Если бы имя его зажглось в печати в те крикливые, шумные годы, когда автор, еще не освободившись от литературных пеленок, уже становился прославленной знаменитостью, когда даже бессвязный беллетристический лепет встречал восторги окружающих, а первый шаг писателя превращался в триумфальное шествие во главе с газетными церемониймейстерами, интервьюерами, услужливыми критиками, кружковыми демагогами и славословящим хором лекторов…

Если бы свой первый шаг Соломин сделал не в девятисотых годах, а на пять лет позже, когда, точно сказочного царевича Гвидона, бурные общественные волны выбрасывали на литературный берег одного за другим фантастических принцев пера…

Если бы в это счастливое для нынешних авторов время Сергей Соломин не был уже сгорблен, сломан и смят голодными и тоскливыми днями, убившими многих тихих тружеников пера, — то смерть его где-то в Новой Деревне заставила бы вздрогнуть и окутать печалью сердца не двух-трех близких друзей покойного, снесших в могилу его гроб, а огромной читательской толпы, потому что она должна была его любить, и не могла не увлекаться его творчеством, — ведь он так близко подошел к ней и часто так свежо и просто отвечал на те вопросы дня и многих лет, которыми читатели обильно забрасывают писателей-публицистов.

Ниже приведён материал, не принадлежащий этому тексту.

use arbor_core::viewport::resolve_render_region;
use arbor_core::{EntityId, Region, Result, Scene, SceneError, Transform, TransformUniforms};

use crate::backend::RenderBackend;
use crate::system::System;

/// State threaded through a drawing traversal.
///
/// View and projection travel with the model transform so that a nested
/// viewport's camera never leaks into its parent's remaining entities.
#[derive(Debug, Clone, Copy, PartialEq)]
pub struct DrawState {
    pub model: Transform,
    pub view: Transform,
    pub projection: Transform,
}

/// Draws every visual of a viewport's sub-scene through a [`RenderBackend`].
pub struct DrawingSystem<'a, B: RenderBackend + ?Sized> {
    backend: &'a mut B,
    /// Regions of the viewports being drawn, outermost first.
    regions: Vec<Region>,
    draw_count: usize,
}

impl<'a, B: RenderBackend + ?Sized> DrawingSystem<'a, B> {
    pub fn new(backend: &'a mut B) -> Self {
        Self {
            backend,
            regions: Vec::new(),
            draw_count: 0,
        }
    }

    /// Visuals drawn so far.
    pub fn draw_count(&self) -> usize {
        self.draw_count
    }

    pub fn backend(&self) -> &B {
        &*self.backend
    }

    pub fn backend_mut(&mut self) -> &mut B {
        &mut *self.backend
    }
}

impl<B: RenderBackend + ?Sized> System for DrawingSystem<'_, B> {
    type State = DrawState;

    fn init(&mut self, scene: &Scene, viewport: EntityId, outer: Option<&DrawState>) -> Result<DrawState> {
        let camera = scene
            .active_camera(viewport)?
            .ok_or(SceneError::NoCamera(viewport))?;
        let view = scene.resolve_view_transform(camera)?;
        let projection = scene.projection(camera, viewport)?;

        // A new frame. Regions left over from an aborted one are dropped.
        if outer.is_none() {
            self.regions.clear();
        }

        // The root viewport is placed by its own transform; nested ones by
        // the model transform accumulated in the enclosing scene.
        let placement = match outer {
            Some(state) => state.model,
            None => *scene.transform(viewport)?,
        };
        let region = resolve_render_region(viewport, scene.resolution(viewport)?, &placement)?;
        log::debug!(
            "Viewport {:?}: camera {:?}, region {}x{}+{}+{}",
            viewport,
            camera,
            region.width,
            region.height,
            region.x,
            region.y
        );

        self.backend.set_region(&region);
        self.backend.clear(scene.bgcolor(viewport)?);
        self.regions.push(region);

        Ok(DrawState {
            model: Transform::IDENTITY,
            view,
            projection,
        })
    }

    fn visit(&mut self, scene: &Scene, entity: EntityId, state: &DrawState) -> Result<DrawState> {
        let node = scene.get(entity)?;
        let model = state.model.compose(&node.transform);

        if let Some(visual) = node.visual() {
            let vars = TransformUniforms {
                transform_model: model,
                transform_view: state.view,
                transform_projection: state.projection,
            };
            let mut visual = visual.borrow_mut();
            visual.set_vars(&vars);
            visual
                .draw()
                .map_err(|source| SceneError::Draw { entity, source })?;
            self.draw_count += 1;
        }

        Ok(DrawState { model, ..*state })
    }

    fn finish(&mut self, _scene: &Scene, _viewport: EntityId) -> Result<()> {
        self.regions.pop();
        // Hand the rectangle back to the enclosing viewport.
        if let Some(region) = self.regions.last() {
            self.backend.set_region(region);
        }
        Ok(())
    }
}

Недели за две до смерти он приготовился собрать свои многочисленные рассказы и статьи и выпустить их отдельными книжками, — тогда бы вполне ясно и законченно обрисовывалось его значение в журналистике за последние годы.

Но неудачная жизнь оборвалась внезапной смертью и ничего не осталось после нее, кроме обрывков бумаги, среди которых была найдена страшная предсмертная исповедь писателя.